Jim Cartwright’s 1986 play is revived by John Tiffany in the place it originally opened
The Royal Court doesn’t often revisit its past. As a new writing theatre, it lives in the present. Reviving Jim Cartwright‘s Road, which premiered here in 1986, is not just a six-gun salute to one of its own. It is a political act – a way of reflecting Britain back at itself and its past. Too little, you realise, has changed. For all its vintage trappings – big eighties hair and big eighties tunes – Cartwright’s run-down industrial town looks horribly familiar. So much for the Northern Powerhouse.
Road leads us through a typical Lancastrian town on a typical Saturday night in 1986, Margaret Thatcher’s Britain. It sweeps from dusk until dawn; a whole town drinking its worries away for a short while. Young men and women step out in search of a sup and a shag. Alcoholics scrabble a few quid for a can. Chippies hawk their wares come closing time: chips, chips and more chips. Scullery, a charismatic shambles, who may or may not be homeless, is our guide: Lemn Sissay plays him with a glint in his eye and a quart of rum in his hand. The road comes to noisy life in John Tiffany‘s revival.

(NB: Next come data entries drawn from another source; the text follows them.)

impl fmt::Display for Scalar {
    fn fmt(&self, f: &mut fmt::Formatter<'_>) -> fmt::Result {
        match self {
            Scalar::Null => write!(f, "null"),
            Scalar::Bool(b) => write!(f, "{}", b),
            Scalar::Int(i) => write!(f, "{}", i),
            Scalar::Float(x) => write!(f, "{}", x),
            Scalar::Str(s) => write!(f, "\"{}\"", s),
        }
    }
}

/// The classification of a node, computed once and dispatched on.
#[derive(Debug, Clone, Copy, PartialEq, Eq, Hash)]
pub enum NodeKind {
    /// A leaf value (null, bool, number, string).
    Scalar,
    /// Keyed lookup with an enumerable key set.
    Dictionary,
    /// A sequence where position is part of the contract.
    OrderedCollection,
    /// A bag where pairing is best-effort.
    UnorderedCollection,
    /// A struct-like value with named members.
    Composite,
}

impl NodeKind {
    /// Whether comparison descends into children of this kind.
    pub fn can_recurse(&self) -> bool {
        !matches!(self, NodeKind::Scalar)
    }

    /// Human-readable article + noun for diagnostics.
    pub fn as_str(&self) -> &'static str {
        match self {
            NodeKind::Scalar => "a scalar value",
            NodeKind::Dictionary => "a dictionary",
            NodeKind::OrderedCollection => "an ordered collection",
            NodeKind::UnorderedCollection => "an unordered collection",
            NodeKind::Composite => "a composite value",
        }
    }
}

impl fmt::Display for NodeKind {
    fn fmt(&self, f: &mut fmt::Formatter<'_>) -> fmt::Result {
        write!(f, "{}", self.as_str())
    }
}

It has a quieter side too though. Others stay at home, stewing over their lot, and Chloe Lamford‘s design delivers them onstage in a glass box – part prison, part display case – that rises up through the floor. Liz White plays a mother waiting up all night for an absent husband; Mark Hadfield, a middle-aged man pining for a gentler past. It’s a tale of two towns, really: best of times, worst of times. The brash public face, dressed up to the nines, masks a different mood underneath: desolate, angry and very often alone. The vulnerable go unseen. They don’t leave the house.
Road reflects the hardships of Britain’s industrial decline, but it’s much more than a ‘grim up north’ play. Tiffany and Lamford tease out the play’s patterns and motifs. Road reflects a massive crisis of masculinity: soldiers drink themselves semi-conscious, skinheads rage and rampage, while women – almost all of them – seek someone to hold them, often to little avail. It splits between young and old, too, as if Britain were both reinventing and forgetting itself at the same time.
First time around, Road was staged in promenade. Jane Horrocks scrawled graffiti on the Royal Court’s front steps. The theatre’s bouji bar was rebuilt as a traditional pub complete with dartboard and glitter ribbons. Ian Dury’s Scullery led audiences into the lives and living rooms of Cartwright’s Lancastrians. We were invited in. We witnessed a way of life. "You don’t watch Road," one critic wrote at the time, "You live in it."
That would be preposterous today – nothing less than poverty tourism – and, in returning Road to the stage, Tiffany restores its theatricality. Rather than people, we see characters; scenes, instead of slices of life. Some even seem like Samuel Beckett shorts: June Watson‘s dementia sufferer dolls herself up at her kitchen table; Shane Zaza’s Joey, unemployed at 26, takes to bed to starve himself to death, babbling as hunger turns to delirium. "Fucking long life, innit?" becomes a constant refrain.
Language, in particular, comes to the fore: a robust, instinctive poetry runs throughout Road. Sissay’s Scullery dances a soaring pas-de-deux with a shopping trolley to Swan Lake – a wordless act of imagination that reflects the loneliness and materialism latent in Thatcherism. The final scene, too, justifies the revival all by itself, as four twentysomethings stick on Otis Redding and launch into flowing, uncensored beat poems full of hopes and dreams, fears and furies.
That’s what you take away – particularly at a moment when today’s playwrights have struggled to put austerity onstage, wrestling with the ethics and aesthetics of poverty. Cartwright empowers through eloquence and Tiffany raises people up and gives them a platform. For today’s dramatists, Road offers a road map. It’s far more than a trip down memory lane.
Road runs at the Royal Court until 9 September.